I worked as a security guard in a showroom in South Extension in Delhi. I did several odd jobs to sustain myself at that point of time. I see people coming from privileged families, going to the gym and building a body, partying till 3 am and they say ‘I am struggling, bro’. I tell them “yaar, please struggling ko badnaam mat karo”. For an artist, struggle is to keep the hope alive and to remain uncorrupted.
You had said this a couple of times – you are a fearless man but one thing that you have always feared is paying your rent on time.
Yes, even after I started doing well and was making decent money, I had this fear about not having the money to pay my rent. My friends used to laugh at me and ask me why I am worried about it now when I am making good money. From the age of 16, I have been on my own. Just to buy a small bike or rent an apartment in the city was a huge thing for me. I have fought my battles. If my story can inspire youngsters, then I will feel I have achieved something nice and important in life.
After a couple of films (‘Phoonk 2’, ‘Maximum’) that did not do well, you struck it big with ‘Kai Po Che’. Contrary to what one would expect, the journey post the release of the film was not very smooth. There were a couple of films which got delayed (‘Running Shaadi’), did not release (‘Yaara’, ‘Saat Kadam’) and announced but did not get made (’10 Janpath’).
Actually, it is all about your perspective and how you choose to see things. People do not know what is happening in somebody’s life. I was not desperate to work and was not ready to do anything that came my way. I had struggled so much in my life. That was the time I wanted to read books, see different birds, climb mountains, ride across the country and do a lot of things which I never got to do in life. Now, I can put all these experiences that I have amassed into my characters. Yes, it was unfortunate that some films did not get made or released but as an actor, I did my best and learnt a lot from those experiences. Acting is not a 9-5 job. As an actor, I have to be happy about the work I am doing. And, every movie industry in the world functions like that. There are times when an entire team puts in a lot of effort into making a film but that film never sees the light of the day.
You recently said in an interview that web was the godfather I never had.
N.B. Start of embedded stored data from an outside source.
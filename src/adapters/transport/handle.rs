//! Shared, reconnectable transport handle

use super::{MessageSink, TransportConnection, TransportFactory};
use crate::domain::{MessageRequest, Result, SentMessage};
use std::sync::Arc;
use tokio::sync::{Mutex, RwLock};

/// The single transport handle shared by senders and the receiver
///
/// The live connection sits behind a read-write lock. Senders clone the
/// current `Arc` under the read lock and send without holding it, so a
/// reconnect never waits for in-flight sends and those sends finish against
/// the connection they started on. The subscription is owned by the handle
/// and re-attached to every new connection.
pub struct MessageTransport {
    factory: Arc<dyn TransportFactory>,
    connection: RwLock<Option<Arc<dyn TransportConnection>>>,
    subscriber: Mutex<Option<MessageSink>>,
    reconnecting: Mutex<()>,
}

impl MessageTransport {
    /// Creates a handle without connecting
    pub fn new(factory: Arc<dyn TransportFactory>) -> Self {
        Self {
            factory,
            connection: RwLock::new(None),
            subscriber: Mutex::new(None),
            reconnecting: Mutex::new(()),
        }
    }

    /// Creates a handle and opens the first connection
    ///
    /// # Errors
    ///
    /// Returns an error if the connection cannot be established.
    pub async fn connect(factory: Arc<dyn TransportFactory>) -> Result<Self> {
        let transport = Self::new(factory);
        let connection = transport.factory.connect().await?;
        *transport.connection.write().await = Some(connection);
        tracing::info!("Transport connected");
        Ok(transport)
    }

    async fn current(&self) -> Result<Arc<dyn TransportConnection>> {
        if let Some(connection) = self.connection.read().await.as_ref() {
            return Ok(Arc::clone(connection));
        }

        let _guard = self.reconnecting.lock().await;
        let mut slot = self.connection.write().await;
        if let Some(connection) = slot.as_ref() {
            return Ok(Arc::clone(connection));
        }
        let connection = self.factory.connect().await?;
        *slot = Some(Arc::clone(&connection));
        Ok(connection)
    }

    /// Sends a request over the current connection
    pub async fn send_message(&self, request: MessageRequest) -> Result<SentMessage> {
        let connection = self.current().await?;
        connection.send(request).await
    }

    /// Registers the sink inbound messages are delivered to
    ///
    /// The sink survives reconnects.
    pub async fn on_message_received(&self, sink: MessageSink) -> Result<()> {
        let connection = self.current().await?;
        *self.subscriber.lock().await = Some(sink.clone());
        connection.subscribe(sink).await
    }

    /// Whether there is an open connection
    pub async fn is_healthy(&self) -> bool {
        let connection = self.connection.read().await.as_ref().map(Arc::clone);
        match connection {
            Some(connection) => connection.is_open().await,
            None => false,
        }
    }

    /// Replaces the connection with a fresh one
    ///
    /// The new connection is opened and subscribed before it is swapped in;
    /// if that fails the old connection stays in place. The old connection is
    /// closed after the swap.
    ///
    /// # Errors
    ///
    /// Returns an error if the new connection cannot be established or
    /// subscribed.
    pub async fn reconnect(&self) -> Result<()> {
        let _guard = self.reconnecting.lock().await;

        let fresh = self.factory.connect().await?;
        if let Some(sink) = self.subscriber.lock().await.clone() {
            fresh.subscribe(sink).await?;
        }

        let old = self.connection.write().await.replace(fresh);
        if let Some(old) = old {
            old.close().await;
        }

        tracing::info!("Transport reconnected");
        Ok(())
    }

    /// Drops the subscription and closes the connection
    pub async fn dispose(&self) {
        let _guard = self.reconnecting.lock().await;
        self.subscriber.lock().await.take();
        if let Some(connection) = self.connection.write().await.take() {
            connection.close().await;
        }
        tracing::debug!("Transport disposed");
    }
}
//! VaultHttp + VaultCredentialProvider against a loopback axum server.

use std::sync::atomic::{AtomicUsize, Ordering};
use std::sync::Arc;
use std::time::Duration;

use axum::extract::{Path, State};
use axum::http::{HeaderMap, StatusCode};
use axum::response::IntoResponse;
use axum::routing::{get, post};
use axum::{Json, Router};
use rstest::rstest;
use serde_json::{json, Value};
use tokio::net::TcpListener;

use baseliner_core::secrets::{CredentialError, CredentialProvider};
use baseliner_core::types::CredentialRequest;
use baseliner_core::VaultSettings;
use baseliner_vault::{VaultApi, VaultCredentialProvider, VaultError, VaultHttp};

const ROOT_TOKEN: &str = "s.root";
const EPHEMERAL_TOKEN: &str = "hvs.ephemeral";

#[derive(Default)]
struct Store {
    login_without_auth: bool,
    null_data: bool,
    reads: AtomicUsize,
}

fn token_of(headers: &HeaderMap) -> Option<&str> {
    headers.get("x-vault-token").and_then(|v| v.to_str().ok())
}

async fn lookup_self(headers: HeaderMap) -> impl IntoResponse {
    match token_of(&headers) {
        Some(ROOT_TOKEN) => (StatusCode::OK, Json(json!({ "data": { "ttl": 0 } }))),
        _ => (StatusCode::FORBIDDEN, Json(json!({ "errors": ["permission denied"] }))),
    }
}

async fn login(State(store): State<Arc<Store>>, Json(body): Json<Value>) -> impl IntoResponse {
    if body["role_id"] != "role" || body["secret_id"] != "sid" {
        return (StatusCode::BAD_REQUEST, Json(json!({ "errors": ["invalid role or secret ID"] })));
    }
    if store.login_without_auth {
        return (StatusCode::OK, Json(json!({ "auth": null, "warnings": ["no auth"] })));
    }
    (
        StatusCode::OK,
        Json(json!({ "auth": { "client_token": EPHEMERAL_TOKEN, "lease_duration": 1200 } })),
    )
}

async fn kv_read(
    State(store): State<Arc<Store>>,
    Path(path): Path<String>,
    headers: HeaderMap,
) -> impl IntoResponse {
    store.reads.fetch_add(1, Ordering::SeqCst);
    if !matches!(token_of(&headers), Some(ROOT_TOKEN) | Some(EPHEMERAL_TOKEN)) {
        return (StatusCode::FORBIDDEN, Json(json!({ "errors": ["permission denied"] })));
    }
    if path != "mor/stg/gitlab" {
        return (StatusCode::NOT_FOUND, Json(json!({ "errors": [] })));
    }
    if store.null_data {
        return (StatusCode::OK, Json(json!({ "data": { "data": null, "metadata": null } })));
    }
    (
        StatusCode::OK,
        Json(json!({ "data": { "data": { "token": "glpat-abc", "owner": "platform" }, "metadata": { "version": 3 } } })),
    )
}

async fn spawn_vault(store: Arc<Store>) -> String {
    let app = Router::new()
        .route("/v1/auth/token/lookup-self", get(lookup_self))
        .route("/v1/auth/approle/login", post(login))
        .route("/v1/secret/data/{*path}", get(kv_read))
        .with_state(store);
    let listener = TcpListener::bind("127.0.0.1:0").await.expect("bind");
    let addr = listener.local_addr().expect("addr");
    tokio::spawn(async move {
        let _ = axum::serve(listener, app).await;
    });
    format!("http://{addr}")
}

fn settings() -> VaultSettings {
    VaultSettings {
        request_timeout: Duration::from_secs(5),
        ..VaultSettings::default()
    }
}

fn provider(base: &str, request: CredentialRequest) -> VaultCredentialProvider {
    let api = VaultHttp::new(base, &settings()).expect("client");
    VaultCredentialProvider::with_api(api, request)
}

// ---------------------------------------------------------------------------
// Token
// ---------------------------------------------------------------------------

#[tokio::test]
async fn token_auth_reads_secret() {
    let base = spawn_vault(Arc::new(Store::default())).await;
    let request = CredentialRequest::token(&base, "mor/stg/gitlab", ROOT_TOKEN).unwrap();
    let bundle = provider(&base, request).retrieve().await.expect("retrieve");
    assert_eq!(bundle.get_str("token"), Some("glpat-abc"));
    assert_eq!(bundle.len(), 2);
    assert!(bundle.expires_at().is_none());
}

#[tokio::test]
async fn missing_secret_path_is_read_error() {
    let base = spawn_vault(Arc::new(Store::default())).await;
    let request = CredentialRequest::token(&base, "mor/prd/gitlab", ROOT_TOKEN).unwrap();
    let err = provider(&base, request).retrieve().await.unwrap_err();
    assert!(matches!(err, CredentialError::ReadSecret { .. }), "got: {err}");
    assert!(err.to_string().contains("404"));
}

#[tokio::test]
async fn null_secret_data_is_empty_bundle() {
    let base = spawn_vault(Arc::new(Store {
        null_data: true,
        ..Default::default()
    }))
    .await;
    let request = CredentialRequest::token(&base, "mor/stg/gitlab", ROOT_TOKEN).unwrap();
    let bundle = provider(&base, request).retrieve().await.expect("retrieve");
    assert!(bundle.is_empty());
}

// ---------------------------------------------------------------------------
// AppRole
// ---------------------------------------------------------------------------

#[tokio::test]
async fn approle_login_then_read() {
    let base = spawn_vault(Arc::new(Store::default())).await;
    let request = CredentialRequest::app_role(&base, "/mor/stg/gitlab/", "role", "sid").unwrap();
    let bundle = provider(&base, request).retrieve().await.expect("retrieve");
    assert_eq!(bundle.get_str("token"), Some("glpat-abc"));
    assert!(bundle.expires_at().is_some());
}

#[tokio::test]
async fn approle_success_without_auth_is_missing_auth() {
    let store = Arc::new(Store {
        login_without_auth: true,
        ..Default::default()
    });
    let base = spawn_vault(store.clone()).await;
    let request = CredentialRequest::app_role(&base, "mor/stg/gitlab", "role", "sid").unwrap();
    let err = provider(&base, request).retrieve().await.unwrap_err();
    assert!(matches!(err, CredentialError::MissingAuth { .. }), "got: {err}");
    assert_eq!(store.reads.load(Ordering::SeqCst), 0);
}

// ---------------------------------------------------------------------------
// Rejected authentication
// ---------------------------------------------------------------------------

#[derive(Debug, Clone, Copy)]
enum Auth {
    Token(&'static str),
    AppRole(&'static str, &'static str),
}

#[rstest]
#[case::unknown_token(Auth::Token("s.wrong"), "token", "403")]
#[case::wrong_secret_id(Auth::AppRole("role", "nope"), "approle", "400")]
#[case::wrong_role_id(Auth::AppRole("other", "sid"), "approle", "400")]
#[tokio::test]
async fn rejected_credentials_fail_before_reading(
    #[case] auth: Auth,
    #[case] expected_method: &str,
    #[case] expected_status: &str,
) {
    let store = Arc::new(Store::default());
    let base = spawn_vault(store.clone()).await;
    let request = match auth {
        Auth::Token(token) => CredentialRequest::token(&base, "mor/stg/gitlab", token),
        Auth::AppRole(role, secret) => CredentialRequest::app_role(&base, "mor/stg/gitlab", role, secret),
    }
    .unwrap();

    let err = provider(&base, request).retrieve().await.unwrap_err();
    match &err {
        CredentialError::Authenticate { method, .. } => assert_eq!(*method, expected_method),
        other => panic!("expected an authenticate failure, got: {other}"),
    }
    assert!(err.to_string().contains(expected_status), "got: {err}");
    assert_eq!(store.reads.load(Ordering::SeqCst), 0);
}

// ---------------------------------------------------------------------------
// Transport
// ---------------------------------------------------------------------------

#[tokio::test]
async fn unreachable_store_is_transport_error() {
    let listener = TcpListener::bind("127.0.0.1:0").await.expect("bind");
    let addr = listener.local_addr().expect("addr");
    drop(listener);

    let api = VaultHttp::new(&format!("http://{addr}"), &settings()).expect("client");
    let err = api.lookup_self(ROOT_TOKEN).await.unwrap_err();
    assert!(matches!(err, VaultError::Transport { .. }), "got: {err}");
}
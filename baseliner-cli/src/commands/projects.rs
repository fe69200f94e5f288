//! `baseliner projects`: list what a run would touch, without writing.

use std::process::ExitCode;

use anyhow::{Context, Result};
use clap::Args;
use serde::Serialize;
use tabled::{settings::Style, Table, Tabled};

use baseliner_core::types::ProjectDescriptor;
use baseliner_sync::{pipeline, RunError};
use baseliner_vault::VaultCredentialProvider;

use super::{cancellation, gitlab_connector, load_settings, runtime};
use crate::{exit, GlobalArgs};

/// Arguments for `baseliner projects`.
#[derive(Args, Debug)]
pub struct ProjectsArgs {
    /// Emit machine-readable JSON.
    #[arg(long)]
    pub json: bool,
}

#[derive(Tabled, Serialize)]
struct ProjectRow {
    #[tabled(rename = "ID")]
    id: String,
    #[tabled(rename = "Name")]
    name: String,
}

impl From<ProjectDescriptor> for ProjectRow {
    fn from(p: ProjectDescriptor) -> Self {
        Self {
            id: p.id.0,
            name: p.name.0,
        }
    }
}

impl ProjectsArgs {
    pub fn run(self, global: &GlobalArgs) -> Result<ExitCode> {
        let settings = load_settings(global)?;
        let provider = VaultCredentialProvider::from_settings(&settings)
            .context("failed to configure Vault client")?;

        let rt = runtime()?;
        let discovered = rt.block_on(async {
            let controller = cancellation(&settings);
            let shutdown = controller.handle();
            pipeline::discover(&settings, &provider, gitlab_connector(&settings), &shutdown).await
        });
        let projects = match discovered {
            Ok(discovery) => discovery.projects,
            Err(RunError::Cancelled(reason)) => {
                eprintln!("cancelled: {reason}");
                return Ok(ExitCode::from(exit::CANCELLED));
            }
            Err(err) => return Err(err.into()),
        };

        let rows: Vec<ProjectRow> = projects.into_iter().map(ProjectRow::from).collect();
        if self.json {
            println!(
                "{}",
                serde_json::to_string_pretty(&rows).context("failed to serialize project list")?
            );
        } else if rows.is_empty() {
            println!("No projects in {}.", settings.namespace);
        } else {
            println!("{} projects in {}", rows.len(), settings.namespace);
            let mut table = Table::new(rows);
            table.with(Style::rounded());
            println!("{table}");
        }
        Ok(ExitCode::from(exit::SUCCESS))
    }
}
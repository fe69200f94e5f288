//! # baseliner-vault
//!
//! HashiCorp Vault access: a reqwest client for the three calls the run needs
//! and the [`VaultCredentialProvider`] built on top of it.

pub mod client;
pub mod error;
pub mod provider;

pub use client::{LoginAuth, VaultApi, VaultHttp};
pub use error::VaultError;
pub use provider::VaultCredentialProvider;
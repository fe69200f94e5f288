//! Bounded worker pool: one producer, `W` workers, one collector.
//!
//! ```text
//! producer ──► job queue (bounded, W) ──► worker 1..W ──► outcome channel ──► collector
//!                                           │
//!                        Shutdown ──────────┘ (producer and idle workers stop; steps abort)
//! ```

use std::sync::atomic::{AtomicUsize, Ordering};
use std::sync::Arc;

use tokio::sync::{mpsc, Mutex};
use tokio::task::JoinError;
use tracing::{debug, info, warn};

use baseliner_core::types::{ProjectDescriptor, RunSummary};

use crate::error::RunError;
use crate::shutdown::Shutdown;
use crate::steps::Reconciler;
use crate::summary;

/// What the pool observed; `summary.attempted()` equals `dequeued` unless a
/// worker task died.
#[derive(Debug, Clone, Default)]
pub struct PoolReport {
    pub summary: RunSummary,
    pub dequeued: usize,
}

/// Reconcile `projects` with `workers` concurrent tasks (clamped to `1..=N`).
pub async fn run_pool(
    reconciler: Arc<Reconciler>,
    projects: Vec<ProjectDescriptor>,
    workers: usize,
    shutdown: Shutdown,
) -> Result<PoolReport, RunError> {
    let total = projects.len();
    if total == 0 {
        return Ok(PoolReport::default());
    }
    let workers = workers.clamp(1, total);
    info!(projects = total, workers, "starting reconciliation");

    let (job_tx, job_rx) = mpsc::channel::<ProjectDescriptor>(workers);
    let (outcome_tx, outcome_rx) = mpsc::channel(workers);
    let job_rx = Arc::new(Mutex::new(job_rx));
    let dequeued = Arc::new(AtomicUsize::new(0));

    let collector = tokio::spawn(summary::collect(outcome_rx));

    let producer = {
        let shutdown = shutdown.clone();
        tokio::spawn(async move {
            for project in projects {
                if shutdown.is_cancelled() {
                    break;
                }
                tokio::select! {
                    biased;
                    _ = shutdown.cancelled() => break,
                    sent = job_tx.send(project) => if sent.is_err() { break },
                }
            }
            // dropping job_tx closes the queue
        })
    };

    let mut handles = Vec::with_capacity(workers);
    for worker in 0..workers {
        let reconciler = reconciler.clone();
        let job_rx = job_rx.clone();
        let outcome_tx = outcome_tx.clone();
        let dequeued = dequeued.clone();
        let shutdown = shutdown.clone();
        handles.push(tokio::spawn(async move {
            loop {
                let next = tokio::select! {
                    biased;
                    _ = shutdown.cancelled() => None,
                    project = async { job_rx.lock().await.recv().await } => project,
                };
                let Some(project) = next else {
                    break;
                };
                dequeued.fetch_add(1, Ordering::SeqCst);
                debug!(worker, project = %project, "dequeued");

                let outcome = reconciler.reconcile(&project).await;
                if outcome_tx.send(outcome).await.is_err() {
                    break;
                }
            }
            debug!(worker, "worker finished");
        }));
    }
    drop(outcome_tx);

    handle_join("producer", producer.await);
    for (worker, handle) in handles.into_iter().enumerate() {
        handle_join(&format!("worker {worker}"), handle.await);
    }
    let summary = collector.await.map_err(|e| RunError::Task {
        task: "collector".to_string(),
        reason: e.to_string(),
    })?;

    let dequeued = dequeued.load(Ordering::SeqCst);
    if summary.attempted() != dequeued {
        warn!(
            collected = summary.attempted(),
            dequeued, "outcome count does not match dequeued projects"
        );
    }
    Ok(PoolReport { summary, dequeued })
}

/// Producer and worker failures are logged; the collector still finalizes.
fn handle_join(task: &str, result: Result<(), JoinError>) {
    if let Err(err) = result {
        warn!(task, error = %err, "task join failure");
    }
}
You seem to be enjoying working in this medium.
I actually feel the audience is my godfather. I started out with television and now I am doing both films and web. My last film was ‘Gold’ which everyone loved. ‘Barot House’ is on a digital platform. I have shot for two shows which will start streaming in a couple of months. I just want to be a part of good projects regardless of the medium. But yes, web has created a lot of opportunities for actors and given filmmakers the kind of freedom they never had.
You are very passionate about riding. You participated in the Moto GP bike racing championship last year.
Riding is almost like yoga to me. This year, I am not competing, Next year, I will try to compete in the JK and Ducati tournaments.
Apart from ‘Breathe’ Season 2, you will be seen in ‘India Strikes – 10 Days’. You gained 18 kilos for the show.
Yes, I think as actors we must be ready to do whatever it takes to get into the skin of the character and look the part. ‘India Strikes – 10 Days’ should start streaming in October. ‘Breathe 2’ will probably come out next year.
Where do you see yourself in the next five years?
I hope I am better at doing my job, pilates, yoga, running, being a friend, brother and if I am married, a better husband. I just want to be a better version of myself with time. I strive to do the kind of work which inspires people.